Design Heuristics across Domains

In 2013, a group of educators and practitioners involved with bioinspired, biophilic, and biomimetic design published an article entitled 'Developing a Common Ground for Learning from Nature' (link). The authors note the rapid growth and diversity of what they term the 'B3D community' and a general fragmentation in approach across initiatives bearing these or related monikers. While invocations of such terms appear in many papers, patents, and products, associated claims and imagery are sometimes dubious at best and often obscure the significance of 'B3D' design formalisms. While this talk will not attempt to settle such matters, it will focus on illuminating patterns occurring in cross-domain design efforts, and the tensions that can arise between interacting networks. Aimed at understanding causes and consequences of such tensions, we hope to engage a broader discussion across working groups regarding the effective practice of design across diverse knowledge domains.

Anway Bio

Randall Anway is a registered architect in New York, and Connecticut, USA. Having received a Master of Architecture degree from the University of Illinois, Urbana-Champaign and a Bachelor of Fine Arts from University of Connecticut, he has been further recognized with professional credentials in Biomimicry, Sustainable Building, and New Urbanism.

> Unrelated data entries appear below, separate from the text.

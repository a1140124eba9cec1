//! Fixed-delay retry policy for catalog calls.
//!
//! Transient failures (5xx, throttling, connection errors, failed token
//! exchanges) are retried after a constant wait. Authentication and
//! configuration failures are returned immediately.

use std::time::Duration;
use tokio::time::sleep;

use crate::config::ProviderConfig;
use crate::error::CatalogError;

/// Retry policy configuration
#[derive(Debug, Clone)]
pub struct RetryPolicy {
    /// Maximum number of attempts, the first call included
    pub max_attempts: u32,
    /// Wait between attempts
    pub delay: Duration,
    /// Custom retry condition function
    pub retry_condition: Option<fn(&CatalogError) -> bool>,
}

impl Default for RetryPolicy {
    fn default() -> Self {
        Self {
            max_attempts: 4,
            delay: Duration::from_secs(3),
            retry_condition: None,
        }
    }
}

impl RetryPolicy {
    /// Create a new retry policy
    pub fn new() -> Self {
        Self::default()
    }

    /// `retries` retries (so `retries + 1` attempts) separated by `delay`.
    pub const fn fixed(retries: u32, delay: Duration) -> Self {
        Self {
            max_attempts: retries.saturating_add(1),
            delay,
            retry_condition: None,
        }
    }

    /// Policy described by `retry` / `retry_wait` in the configuration.
    pub fn from_config(config: &ProviderConfig) -> Self {
        Self::fixed(
            config.retry_count,
            Duration::from_secs(config.retry_wait_seconds),
        )
    }

    /// Set maximum attempts
    pub const fn with_max_attempts(mut self, max_attempts: u32) -> Self {
        self.max_attempts = max_attempts;
        self
    }

    pub const fn with_delay(mut self, delay: Duration) -> Self {
        self.delay = delay;
        self
    }

    /// Set custom retry condition
    pub fn with_retry_condition(mut self, condition: fn(&CatalogError) -> bool) -> Self {
        self.retry_condition = Some(condition);
        self
    }

    /// Check if an error should be retried
    pub fn should_retry(&self, error: &CatalogError) -> bool {
        if let Some(condition) = self.retry_condition {
            condition(error)
        } else {
            error.is_retryable()
        }
    }
}

/// Retry executor that handles the actual retry logic
#[derive(Debug, Clone)]
pub struct RetryExecutor {
    policy: RetryPolicy,
}

impl RetryExecutor {
    /// Create a new retry executor
    pub const fn new(policy: RetryPolicy) -> Self {
        Self { policy }
    }

    pub const fn policy(&self) -> &RetryPolicy {
        &self.policy
    }

    /// Execute a function with retry logic
    pub async fn execute<F, Fut, T>(&self, mut operation: F) -> Result<T, CatalogError>
    where
        F: FnMut() -> Fut,
        Fut: std::future::Future<Output = Result<T, CatalogError>>,
    {
        let max_attempts = self.policy.max_attempts.max(1);

        for attempt in 1..=max_attempts {
            match operation().await {
                Ok(result) => return Ok(result),
                Err(error) => {
                    if !self.policy.should_retry(&error) || attempt == max_attempts {
                        return Err(error);
                    }

                    tracing::warn!(
                        target: "catalog_auth::retry",
                        attempt,
                        max_attempts,
                        delay_ms = self.policy.delay.as_millis() as u64,
                        error = %error,
                        "transient failure, retrying"
                    );
                    sleep(self.policy.delay).await;
                }
            }
        }

        Err(CatalogError::InternalError(
            "Retry executor failed without error".to_string(),
        ))
    }
}
//! Retry module
//! - policy.rs: fixed-delay retries driven by `CatalogError::is_retryable`

pub mod policy;

pub use policy::*;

His varied and broad education and experience working in and on small and large organizations and communities, residential, institutional and commercial building types over more than 20 years has provided him unique perspectives on integrating design across scales – from finish materials to urban environments. With personal, professional and volunteer experience encompassing interdisciplinary problem solving, entrepreneurship, and systems research in architecture and facilities, he brings a reasoned and practical voice for responsible methodology in deep design thinking. His membership and participation in emerging systems oriented innovation networks and communities of practice at local,

regional, national and international levels demonstrate his sensitivity and commitment to bringing whole systems design to a broader audience. He is self-employed as Principal at New Tapestry, LLC a Connecticut firm offering place-based consulting and research integrating arts and sciences.

Norbert Hoeller

Principal, Sustainable Innovation Network. After an extensive career in Information Technology, most recently as a Consulting Architect and technical program manager in charge of major infrastructure implementations at IBM, Norbert Hoeller founded the design research and consulting practice Sustainable Innovation Network. His primary areas of interest are tools and methods supporting systems-oriented, bio-inspired sustainable design. Norbert has taught biomimicry and sustainability workshops at OCAD University, Brant Haldimand Norfolk Catholic District School Board, the Design Exchange, Ryerson University, the Nexus Student Sustainability Group (Auckland, New Zealand), ADMI and the University of Toronto. He is a director of BioDreamMachine, the founder and practice leader of the Bio-Inspired Design Community and an editor of the Zygote Quarterly Journal.